Brief: In the entries that follow, find the word "queries" and report each line it is on.

-- Data to process follows --

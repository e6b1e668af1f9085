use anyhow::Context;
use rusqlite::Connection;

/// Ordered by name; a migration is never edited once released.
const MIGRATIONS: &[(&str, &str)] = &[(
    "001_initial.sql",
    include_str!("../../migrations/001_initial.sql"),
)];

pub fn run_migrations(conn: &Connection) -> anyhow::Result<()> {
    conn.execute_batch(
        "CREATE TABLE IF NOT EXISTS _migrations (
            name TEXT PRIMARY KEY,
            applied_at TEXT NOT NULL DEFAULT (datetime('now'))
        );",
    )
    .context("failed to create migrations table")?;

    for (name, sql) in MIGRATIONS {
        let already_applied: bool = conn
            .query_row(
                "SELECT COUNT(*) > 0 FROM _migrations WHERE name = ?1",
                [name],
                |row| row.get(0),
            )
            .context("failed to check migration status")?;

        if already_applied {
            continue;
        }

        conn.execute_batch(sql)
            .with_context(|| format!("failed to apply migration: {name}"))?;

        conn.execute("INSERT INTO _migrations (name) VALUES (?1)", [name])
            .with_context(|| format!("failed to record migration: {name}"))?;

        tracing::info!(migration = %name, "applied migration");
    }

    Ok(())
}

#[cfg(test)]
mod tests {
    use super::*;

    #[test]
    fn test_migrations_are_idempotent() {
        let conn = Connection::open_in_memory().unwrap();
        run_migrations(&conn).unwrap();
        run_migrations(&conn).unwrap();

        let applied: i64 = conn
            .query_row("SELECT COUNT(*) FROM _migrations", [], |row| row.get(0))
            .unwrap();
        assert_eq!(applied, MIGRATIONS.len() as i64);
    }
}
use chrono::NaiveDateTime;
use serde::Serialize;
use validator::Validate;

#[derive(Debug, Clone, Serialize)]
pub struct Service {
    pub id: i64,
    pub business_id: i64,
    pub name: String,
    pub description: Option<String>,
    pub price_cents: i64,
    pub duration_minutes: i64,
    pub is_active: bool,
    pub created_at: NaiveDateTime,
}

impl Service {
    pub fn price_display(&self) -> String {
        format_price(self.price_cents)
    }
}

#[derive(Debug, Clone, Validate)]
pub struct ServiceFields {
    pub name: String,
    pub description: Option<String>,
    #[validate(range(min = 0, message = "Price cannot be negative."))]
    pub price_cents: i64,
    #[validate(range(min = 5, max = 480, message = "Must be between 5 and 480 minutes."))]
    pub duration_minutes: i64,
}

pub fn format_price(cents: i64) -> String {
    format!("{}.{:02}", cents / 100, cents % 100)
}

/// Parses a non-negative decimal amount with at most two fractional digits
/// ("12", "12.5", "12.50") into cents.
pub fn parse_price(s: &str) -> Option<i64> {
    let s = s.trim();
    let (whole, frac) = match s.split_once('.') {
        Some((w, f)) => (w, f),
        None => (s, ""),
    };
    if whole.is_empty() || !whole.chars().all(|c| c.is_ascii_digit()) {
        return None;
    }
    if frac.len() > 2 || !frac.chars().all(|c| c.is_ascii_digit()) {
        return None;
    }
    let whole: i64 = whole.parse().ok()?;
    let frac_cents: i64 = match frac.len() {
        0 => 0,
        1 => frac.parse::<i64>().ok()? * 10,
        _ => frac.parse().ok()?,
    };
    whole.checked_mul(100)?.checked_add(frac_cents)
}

-- Data to process concluded --
-- Data to process follows --

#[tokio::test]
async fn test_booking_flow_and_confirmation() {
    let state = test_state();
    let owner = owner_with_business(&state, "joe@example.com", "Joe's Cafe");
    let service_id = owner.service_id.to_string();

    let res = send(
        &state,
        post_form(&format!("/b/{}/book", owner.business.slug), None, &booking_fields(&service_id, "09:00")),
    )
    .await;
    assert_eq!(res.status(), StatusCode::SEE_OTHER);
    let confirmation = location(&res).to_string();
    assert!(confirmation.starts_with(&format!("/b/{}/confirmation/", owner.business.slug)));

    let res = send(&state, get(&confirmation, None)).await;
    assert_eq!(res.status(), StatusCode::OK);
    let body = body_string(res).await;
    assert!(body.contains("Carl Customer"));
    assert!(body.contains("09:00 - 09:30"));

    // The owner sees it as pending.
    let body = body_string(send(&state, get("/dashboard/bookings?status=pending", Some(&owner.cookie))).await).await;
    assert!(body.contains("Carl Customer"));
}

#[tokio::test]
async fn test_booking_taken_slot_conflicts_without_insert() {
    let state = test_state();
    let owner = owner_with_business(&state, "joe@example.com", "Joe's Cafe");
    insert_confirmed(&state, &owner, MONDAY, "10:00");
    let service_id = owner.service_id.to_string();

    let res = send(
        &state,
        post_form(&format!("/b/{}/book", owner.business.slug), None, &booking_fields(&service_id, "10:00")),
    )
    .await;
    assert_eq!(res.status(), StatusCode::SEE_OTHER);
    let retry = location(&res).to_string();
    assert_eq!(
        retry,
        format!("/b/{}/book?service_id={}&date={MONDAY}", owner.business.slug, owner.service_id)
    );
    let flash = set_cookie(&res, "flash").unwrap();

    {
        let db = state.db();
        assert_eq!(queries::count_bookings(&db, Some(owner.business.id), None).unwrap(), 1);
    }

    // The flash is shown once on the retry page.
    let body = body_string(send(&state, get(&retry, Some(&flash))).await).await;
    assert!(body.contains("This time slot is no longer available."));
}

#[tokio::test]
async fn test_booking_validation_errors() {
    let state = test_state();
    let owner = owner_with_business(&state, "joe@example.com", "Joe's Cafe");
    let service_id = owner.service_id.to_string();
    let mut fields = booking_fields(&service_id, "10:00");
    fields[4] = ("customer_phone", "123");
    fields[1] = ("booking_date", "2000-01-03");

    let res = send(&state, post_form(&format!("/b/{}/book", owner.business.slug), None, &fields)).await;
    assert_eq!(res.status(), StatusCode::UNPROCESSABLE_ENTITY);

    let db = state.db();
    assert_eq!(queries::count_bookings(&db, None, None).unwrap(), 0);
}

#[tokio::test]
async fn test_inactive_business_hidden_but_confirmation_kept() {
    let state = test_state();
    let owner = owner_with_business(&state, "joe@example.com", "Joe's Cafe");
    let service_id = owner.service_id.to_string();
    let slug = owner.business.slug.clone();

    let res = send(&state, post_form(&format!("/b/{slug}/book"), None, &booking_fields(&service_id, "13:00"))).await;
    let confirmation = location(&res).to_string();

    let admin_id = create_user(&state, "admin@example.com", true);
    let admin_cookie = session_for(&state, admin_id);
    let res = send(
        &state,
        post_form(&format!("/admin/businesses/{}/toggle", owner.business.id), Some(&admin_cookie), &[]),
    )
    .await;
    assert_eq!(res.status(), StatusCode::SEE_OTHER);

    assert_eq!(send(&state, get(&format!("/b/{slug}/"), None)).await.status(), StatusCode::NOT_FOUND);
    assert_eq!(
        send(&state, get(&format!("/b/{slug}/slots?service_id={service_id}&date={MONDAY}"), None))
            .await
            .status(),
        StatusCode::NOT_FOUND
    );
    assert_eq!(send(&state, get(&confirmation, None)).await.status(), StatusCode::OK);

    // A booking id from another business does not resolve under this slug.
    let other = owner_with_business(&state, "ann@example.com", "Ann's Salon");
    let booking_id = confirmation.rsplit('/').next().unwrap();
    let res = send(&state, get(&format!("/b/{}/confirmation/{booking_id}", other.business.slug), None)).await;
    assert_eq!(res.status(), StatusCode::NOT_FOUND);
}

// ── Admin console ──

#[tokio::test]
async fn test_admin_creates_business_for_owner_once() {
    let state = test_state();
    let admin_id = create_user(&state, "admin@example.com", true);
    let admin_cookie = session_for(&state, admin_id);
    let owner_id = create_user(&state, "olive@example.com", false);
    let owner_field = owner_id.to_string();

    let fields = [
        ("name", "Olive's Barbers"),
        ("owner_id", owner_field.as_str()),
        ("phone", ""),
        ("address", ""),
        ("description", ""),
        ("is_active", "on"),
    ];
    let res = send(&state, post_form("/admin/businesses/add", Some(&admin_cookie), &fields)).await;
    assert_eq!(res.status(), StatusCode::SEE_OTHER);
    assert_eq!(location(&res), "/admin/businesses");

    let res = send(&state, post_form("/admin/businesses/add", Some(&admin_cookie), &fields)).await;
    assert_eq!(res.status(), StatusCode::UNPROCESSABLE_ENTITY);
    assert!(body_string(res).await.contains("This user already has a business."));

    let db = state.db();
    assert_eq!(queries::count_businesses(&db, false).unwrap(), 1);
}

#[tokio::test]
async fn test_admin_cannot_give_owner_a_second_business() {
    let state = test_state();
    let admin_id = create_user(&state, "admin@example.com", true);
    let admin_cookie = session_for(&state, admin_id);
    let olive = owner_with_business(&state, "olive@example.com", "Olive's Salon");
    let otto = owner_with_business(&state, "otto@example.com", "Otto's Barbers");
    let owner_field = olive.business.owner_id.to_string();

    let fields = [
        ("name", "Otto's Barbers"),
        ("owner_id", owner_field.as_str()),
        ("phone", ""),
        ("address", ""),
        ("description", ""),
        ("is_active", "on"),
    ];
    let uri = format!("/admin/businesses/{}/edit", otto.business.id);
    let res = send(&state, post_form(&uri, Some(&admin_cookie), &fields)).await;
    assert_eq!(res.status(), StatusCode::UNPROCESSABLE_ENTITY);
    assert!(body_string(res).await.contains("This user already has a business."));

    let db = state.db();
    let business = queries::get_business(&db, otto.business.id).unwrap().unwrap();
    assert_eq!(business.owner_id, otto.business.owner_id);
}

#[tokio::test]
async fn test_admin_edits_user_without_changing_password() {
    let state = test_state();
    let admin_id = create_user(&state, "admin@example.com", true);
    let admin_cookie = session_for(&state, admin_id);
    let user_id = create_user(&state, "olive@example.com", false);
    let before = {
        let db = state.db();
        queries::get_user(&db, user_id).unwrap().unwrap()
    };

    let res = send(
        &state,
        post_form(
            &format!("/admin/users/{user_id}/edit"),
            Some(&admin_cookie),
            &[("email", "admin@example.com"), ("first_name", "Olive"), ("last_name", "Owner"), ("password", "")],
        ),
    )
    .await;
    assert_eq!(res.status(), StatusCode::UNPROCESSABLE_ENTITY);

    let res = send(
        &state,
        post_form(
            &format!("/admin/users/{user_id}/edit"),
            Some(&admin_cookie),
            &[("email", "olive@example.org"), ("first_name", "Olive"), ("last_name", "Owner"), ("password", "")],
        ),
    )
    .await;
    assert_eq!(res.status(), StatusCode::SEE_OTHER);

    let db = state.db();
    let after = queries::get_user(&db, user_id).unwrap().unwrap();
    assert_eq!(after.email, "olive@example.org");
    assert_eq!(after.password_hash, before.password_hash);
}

-- Data to process concluded --
-- Data to process follows --

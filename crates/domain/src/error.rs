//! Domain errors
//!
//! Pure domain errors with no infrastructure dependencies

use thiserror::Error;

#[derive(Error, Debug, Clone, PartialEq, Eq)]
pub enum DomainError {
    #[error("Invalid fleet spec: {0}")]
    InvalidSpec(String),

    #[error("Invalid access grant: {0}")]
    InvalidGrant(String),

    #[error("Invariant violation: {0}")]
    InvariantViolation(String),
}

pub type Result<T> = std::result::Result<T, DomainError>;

-- Data to process concluded --

Reply to the task:
        assert_eq!(queries::count_bookings(&db, Some(owner.business.id), None).unwrap(), 1);
    assert_eq!(queries::count_bookings(&db, None, None).unwrap(), 0);
    assert_eq!(queries::count_businesses(&db, false).unwrap(), 1);
    let business = queries::get_business(&db, otto.business.id).unwrap().unwrap();
        queries::get_user(&db, user_id).unwrap().unwrap()
    let after = queries::get_user(&db, user_id).unwrap().unwrap();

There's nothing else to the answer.